As usual Nick Greece’s words were in my head when I’m flying. “Fly the day, not your desires.” Notice the wind in these clouds, looking back towards the Dolomites. One of those days where the correct call would be to just call it, save it for another day. And we were gaming for Monday (tomorrow) anyway, which looked better for weather post frontal. But I got high and tried one more glide further west. By the time I got there I was low and the wind was way too strong. My options were to dive back to the valley and look for a landing, or try to soar out and grab another ratty climb and just head back to camp. I chose the second option, taking a bit of a smacking around for a half hour or so before finally getting enough height to glide back. When I arrived a fellow Icepeak met me at the ridge, turns out it was this year’s Superfinal women’s winner, Nicole Fedele. An ace Italian pilot, it was good to know some other hot pilots (in this case “hot” both in ability and otherwise!) were in the neighborhood as the weather dance this last month has been a bitch.
So I decide to call it. Save it for another day. But as I soar out over the flats I notice some nice little cu’s starting to ping off the flats. At the same time Bruce, who has just landed says- “hey skipper, you should try the flats!”. I’m just a couple hundred meters off the deck but I’ve got time, why not? There’s a zero, ok now I’m in a .5 up…and I’m outa here! In no time I was up over 1100 meters (900 over ground) and the sky ahead looked brilliant. With Venice in the distance, and Bruce offering to chase me- well maybe I could get my chocolate after all! All I had to do was outrun the nasty shit that was building behind me- motivation! The OD was starting to happen, but it was tracking down the mountains and the flats looked safe. Very quickly I was finding strong climbs with lots of little starlings and gliding downwind at 60 km’s an hour. I knew I had to get about 70km to get the chocolate, with the 30 km+- out and back already covered.

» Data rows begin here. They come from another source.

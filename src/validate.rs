use crate::{errors::VoteError, Address};

pub fn validate_address(address: &str) -> bool {
    address.parse::<Address>().is_ok()
}

pub fn check_candidate(name: &str) -> Result<(), VoteError> {
    if name.trim().is_empty() {
        return Err(VoteError::InvalidInput("Candidate name is required".into()));
    }
    Ok(())
}

pub fn check_duration(duration_minutes: u64) -> Result<(), VoteError> {
    if duration_minutes == 0 {
        return Err(VoteError::InvalidInput("Election duration must be positive".into()));
    }
    Ok(())
}
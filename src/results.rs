use serde::Serialize;

use crate::election::Candidate;

#[derive(Clone, Copy, Serialize, Debug, PartialEq, Eq)]
pub enum Rank {
    Gold,
    Silver,
    Bronze,
}

#[derive(Clone, Serialize, Debug, PartialEq)]
pub struct Standing {
    pub candidate: Candidate,
    /// Share of all votes, one decimal
    pub percentage: f64,
    pub rank: Option<Rank>,
}

#[derive(Clone, Serialize, Debug, PartialEq)]
pub struct ElectionResults {
    pub standings: Vec<Standing>,
    pub total_votes: u64,
    pub has_winner: bool,
    pub is_tie: bool,
}

impl ElectionResults {
    pub fn new(candidates: &[Candidate], total_votes: u64) -> Self {
        let mut sorted = candidates.to_vec();
        sorted.sort_by(|a, b| b.vote_count.cmp(&a.vote_count));

        let top = sorted.first().map(|c| c.vote_count);
        let second = sorted.get(1).map(|c| c.vote_count);
        let has_winner = match (top, second) {
            (Some(t), None) => t > 0,
            (Some(t), Some(s)) => t > 0 && t > s,
            _ => false,
        };
        let is_tie = matches!((top, second), (Some(t), Some(s)) if t == s);

        let standings = sorted
            .into_iter()
            .enumerate()
            .map(|(i, candidate)| {
                let rank = if candidate.vote_count == 0 {
                    None
                } else {
                    match i {
                        0 if has_winner => Some(Rank::Gold),
                        1 if !is_tie => Some(Rank::Silver),
                        2 if !is_tie => Some(Rank::Bronze),
                        _ => None,
                    }
                };
                Standing {
                    percentage: percentage(candidate.vote_count, total_votes),
                    candidate,
                    rank,
                }
            })
            .collect();

        ElectionResults {
            standings,
            total_votes,
            has_winner,
            is_tie,
        }
    }

    pub fn winner(&self) -> Option<&Candidate> {
        if self.has_winner {
            self.standings.first().map(|s| &s.candidate)
        } else {
            None
        }
    }
}

fn percentage(votes: u64, total_votes: u64) -> f64 {
    if total_votes == 0 {
        return 0.0;
    }
    (votes as f64 / total_votes as f64 * 1000.0).round() / 10.0
}
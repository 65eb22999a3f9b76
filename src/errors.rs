use thiserror::Error;

#[derive(Error, Debug)]
pub enum VoteError {
    #[error("Transport error: {0}")]
    Transport(#[from] reqwest::Error),
    #[error("RPC error {code}: {message}")]
    Rpc { code: i64, message: String },
    #[error("Invalid JSON: {0}")]
    InvalidJson(String),
    #[error("ABI error: {0}")]
    Abi(String),
    #[error("Invalid address: {0}")]
    InvalidAddress(String),
    #[error("Invalid input: {0}")]
    InvalidInput(String),
    #[error("Transaction failed: {0}")]
    WriteFailure(String),
    #[error("Configuration error: {0}")]
    Config(String),
    #[error("No account found")]
    NoAccount,
    #[error(transparent)]
    Other(#[from] anyhow::Error),
}

impl From<serde_json::Error> for VoteError {
    fn from(e: serde_json::Error) -> Self {
        VoteError::InvalidJson(e.to_string())
    }
}

impl From<hex::FromHexError> for VoteError {
    fn from(e: hex::FromHexError) -> Self {
        VoteError::Abi(e.to_string())
    }
}

impl VoteError {
    /// Turns a failure of a state-mutating call into a `WriteFailure`.
    pub fn into_write_failure(self) -> Self {
        match self {
            VoteError::WriteFailure(_)
            | VoteError::InvalidAddress(_)
            | VoteError::InvalidInput(_)
            | VoteError::NoAccount => self,
            e => VoteError::WriteFailure(e.to_string()),
        }
    }
}

pub type Result<T> = std::result::Result<T, VoteError>;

Suddenly just to my right a cumulus goes ballistic. It must have grown 2000 meters vertically in 90 seconds. Time to get on the ground. And then I hit a wall- seabreeze directly from the south at about 30 km. I still had a ton of height, but spiraling down would mean a huge drift directly towards the rain and I was near a road and huge easy fields that I wanted to keep below me. So I just pointed into the wind and stomped on the speed bar and lamented that I’d only gone 60 km’s over the flats (total flight distance ended up being 96.5 km’s- 3 1/2 km’s short!). Unless I winged it downwind into the coming storm my day was done. But what started as a very average day turned into brilliant flying. As good days have been pretty non existent this spring in Europe I was on the ground with a huge smile on my face. I don’t believe many flights have been done over the flats, adding to the pleasure. Maybe a chocolate tomorrow…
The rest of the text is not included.